The results presented herein provide both qualitative and quantitative information to understand the spatiotemporal variations of rainfall regimes in the TGR from the mesoscale to the small scale, and knowledge gained by this study can further benefit regional hydrological and meteorological applications.

With only two years of gauge data and only one summer of radar data, however, there is one major concern about the potential impacts of the interannual variability of rainfall on the results presented in this paper. A previous study over the TGR (Xiao et al. 2010) actually shows that limited temporal coverage of the dataset will neglect the decadal variations of rainfall and thus lead to unreasonable assessment. Keeping this in mind, a year-by-year reanalysis is also implemented, using the analysis methods mentioned above but with data from the first year (2009–10) and the second year (2010–11), respectively.

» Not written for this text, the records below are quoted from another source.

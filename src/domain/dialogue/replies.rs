//! Engine-authored reply texts.

use super::decision::DowngradeReason;
use crate::domain::catalog::ResolutionError;

/// Maximum reply length in characters.
pub const MAX_REPLY_CHARS: usize = 4_000;

/// Maximum length of tracker error detail shown to the user.
pub const MAX_ERROR_DETAIL_CHARS: usize = 200;

pub const GENERIC_CLARIFICATION: &str =
    "Sorry, I didn't quite get that. Could you describe the issue you want to file?";

pub const GENERIC_FAILURE: &str =
    "Sorry, I couldn't process that message right now. Please try again in a moment.";

pub const DRAFT_CONFIRMATION: &str =
    "Here is a first draft. Which project should it go to, and shall I create it?";

/// Trims a reply, substitutes a generic text when empty and caps its length.
pub fn normalize_reply(reply: &str) -> String {
    let trimmed = reply.trim();
    if trimmed.is_empty() {
        return GENERIC_CLARIFICATION.to_string();
    }
    truncate_chars(trimmed, MAX_REPLY_CHARS)
}

/// Clarification shown when a `create` cannot be honored.
pub fn downgrade_reply(reason: &DowngradeReason) -> String {
    match reason {
        DowngradeReason::MissingDraft => {
            "I don't have a complete draft yet. What should the issue say?".to_string()
        }
        DowngradeReason::InvalidDraft(err) => format!(
            "The draft needs another pass before I can file it ({err}). Could you confirm or adjust it?"
        ),
        DowngradeReason::UnresolvedProject(ResolutionError::NoHint) => {
            "Which project should this issue go to? (project key or name)".to_string()
        }
        DowngradeReason::UnresolvedProject(ResolutionError::NotFound(hint)) => format!(
            "I couldn't find a project matching '{hint}'. Which project should this issue go to? (project key or name)"
        ),
    }
}

/// Reply for a tracker failure, with the detail capped.
pub fn tracker_failure_reply(detail: &str) -> String {
    format!(
        "Could not create the issue: {}",
        truncate_chars(detail.trim(), MAX_ERROR_DETAIL_CHARS)
    )
}

/// Truncates on a character boundary.
pub fn truncate_chars(text: &str, max: usize) -> String {
    match text.char_indices().nth(max) {
        Some((cut, _)) => text[..cut].to_string(),
        None => text.to_string(),
    }
}
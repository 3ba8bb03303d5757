//! Offline provider used when no language-model key is configured.
//!
//! Drafts straight from the message: the first line becomes the title and the
//! remaining lines the description. It always asks for the project and never
//! creates or cancels on its own.

use async_trait::async_trait;
use serde_json::json;

use crate::domain::dialogue::{parse_request_text, truncate_chars, ISSUE_PARSE_SCHEMA_NAME};
use crate::domain::issue::{MAX_DESCRIPTION_CHARS, MAX_TITLE_CHARS};
use crate::ports::{
    AIError, AIProvider, CompletionRequest, CompletionResponse, FinishReason, TokenUsage,
};

/// Reply attached to every heuristic draft.
pub const HEURISTIC_REPLY: &str = "No language model is configured, so the draft below is \
taken from your message as written. Which project should it go in? Reply with a project \
key or name.";

const HEURISTIC_MODEL: &str = "heuristic";
const UNTITLED: &str = "Untitled";

/// Rule-based stand-in for a chat-completions backend.
#[derive(Debug, Clone, Copy, Default)]
pub struct HeuristicProvider;

impl HeuristicProvider {
    pub fn new() -> Self {
        Self
    }
}

/// Splits a message into a title line and a description.
fn split_message(text: &str) -> (String, String) {
    let mut lines = text.trim().lines();
    let first = lines.next().map(str::trim).unwrap_or_default();
    let title = if first.is_empty() {
        UNTITLED.to_string()
    } else {
        truncate_chars(first, MAX_TITLE_CHARS).trim_end().to_string()
    };
    let rest = lines.collect::<Vec<_>>().join("\n");
    (title, truncate_chars(rest.trim(), MAX_DESCRIPTION_CHARS))
}

#[async_trait]
impl AIProvider for HeuristicProvider {
    async fn complete(&self, request: CompletionRequest) -> Result<CompletionResponse, AIError> {
        let text = request.last_user_text().unwrap_or_default();
        let single_shot = request
            .response_format
            .as_ref()
            .is_some_and(|format| format.name == ISSUE_PARSE_SCHEMA_NAME);

        let answer = if single_shot {
            let (title, description) = split_message(parse_request_text(text));
            json!({"title": title, "description": description})
        } else {
            let (title, description) = split_message(text);
            let draft = json!({"title": title, "description": description});
            json!({
                "reply": HEURISTIC_REPLY,
                "intent": "ask",
                "issue": draft,
                "state": {"draft": draft},
            })
        };

        tracing::debug!(
            trace_id = %request.metadata.trace_id,
            single_shot,
            "Heuristic draft produced"
        );
        Ok(CompletionResponse {
            content: answer.to_string(),
            usage: TokenUsage::default(),
            model: HEURISTIC_MODEL.to_string(),
            finish_reason: FinishReason::Stop,
        })
    }
}

#[cfg(test)]
mod tests {
    use super::*;
    use crate::domain::dialogue::{parse_messages, ISSUE_FLOW_SCHEMA_NAME};
    use crate::domain::foundation::ConversationKey;
    use crate::ports::{Message, RequestMetadata, ResponseFormat};
    use serde_json::Value;

    fn request(format: &str, messages: Vec<Message>) -> CompletionRequest {
        CompletionRequest::new(RequestMetadata::traced(ConversationKey::new(1, "t", 2)))
            .with_messages(messages)
            .with_response_format(ResponseFormat::json_schema(format, json!({}), false))
    }

    async fn answer(request: CompletionRequest) -> Value {
        let response = HeuristicProvider::new().complete(request).await.unwrap();
        assert_eq!(response.finish_reason, FinishReason::Stop);
        serde_json::from_str(&response.content).unwrap()
    }

    #[tokio::test]
    async fn first_line_is_title_and_rest_is_description() {
        let messages = vec![
            Message::system("catalog"),
            Message::user("Login times out\nOn Android 14\nSince Monday"),
        ];

        let value = answer(request(ISSUE_FLOW_SCHEMA_NAME, messages)).await;

        assert_eq!(value["intent"], "ask");
        assert_eq!(value["reply"], HEURISTIC_REPLY);
        assert_eq!(value["issue"]["title"], "Login times out");
        assert_eq!(value["issue"]["description"], "On Android 14\nSince Monday");
        assert_eq!(value["state"]["draft"], value["issue"]);
    }

    #[tokio::test]
    async fn long_title_is_cut_to_the_limit() {
        let long = "x".repeat(MAX_TITLE_CHARS + 40);

        let value = answer(request(ISSUE_FLOW_SCHEMA_NAME, vec![Message::user(long)])).await;

        let title = value["issue"]["title"].as_str().unwrap();
        assert_eq!(title.chars().count(), MAX_TITLE_CHARS);
        assert_eq!(value["issue"]["description"], "");
    }

    #[test]
    fn blank_first_line_is_untitled() {
        assert_eq!(split_message("   ").0, UNTITLED);
    }

    #[tokio::test]
    async fn single_shot_parse_unwraps_the_request() {
        let messages = parse_messages("Crash on save\nStack trace attached");

        let value = answer(request(ISSUE_PARSE_SCHEMA_NAME, messages)).await;

        assert_eq!(value["title"], "Crash on save");
        assert_eq!(value["description"], "Stack trace attached");
        assert!(value.get("intent").is_none());
    }
}
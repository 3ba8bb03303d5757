//! AI Provider Adapters.
//!
//! Implementations of the AIProvider port.
//!
//! ## Available Adapters
//!
//! - `OpenAIProvider` - OpenAI-compatible chat-completions endpoints (OpenRouter by default)
//! - `HeuristicProvider` - Offline drafting when no API key is configured
//! - `MockAIProvider` - Scripted mock for testing

mod heuristic_provider;
mod mock_provider;
mod openai_provider;

pub use heuristic_provider::{HeuristicProvider, HEURISTIC_REPLY};
pub use mock_provider::{MockAIProvider, MockError, MockResponse};
pub use openai_provider::{OpenAIConfig, OpenAIProvider, DEFAULT_BASE_URL};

The results indicate that the major conclusions hold during each year and that the general space–time pattern is consistent. It is noteworthy that the diurnal cycle of region III shows an obvious year-by-year change, however, suggesting that the subdaily rainfall regimes could be partly complicated by the interannual variations of monsoon activities. Thus, the analysis methods presented here should be applied to future investigations when long-term high-resolution data become available.

Given the deficiencies associated with each rainfall measurement, this study also suggests additional information that can be provided by synthesizing multiple data sources, which is demonstrated to be more effective and complete than use of each individual observational system in characterizing the precipitation pattern. In the future, we need to take into consideration static terrain factors, as well as the dynamic information from other measurements of the atmospheric environment, such as the wind direction, lightning, and radar QPE, to optimally estimate rainfall in mountainous areas. Therefore, synthesizing multiple data sources to analyze the space–time structure of rainfall and generate multisensor precipitation estimates, as proposed in this paper and in many other studies (Gupta et al. 2006; Shrestha et al. 2011; Zhang et al. 2012), should be recommended for future in-depth investigations, since it is a more informative way to explore the multifaceted nature of rainfall variations.

Acknowledgments

This research was supported by the National Natural Science Funds for Distinguished Young Scholar project (Project 51025931) and the joint research project (sklhse-2010-A-03) funded by the State Key Laboratory of Hydroscience and Engineering and the State Key Laboratory of Severe Weather in China. The first author was also partially supported by the Tsinghua Scholarship for Overseas Graduate Studies. The first author thanks the Hydrometeorology and Remote Sensing Laboratory (HyDROS Lab; http://hydro.ou.edu) at the National Weather Center in Norman, Oklahoma, for its support during his visits and acknowledges Manabendra Saharia for his language editing, which has greatly improved this paper. The authors thank the three anonymous reviewers for their insightful comments.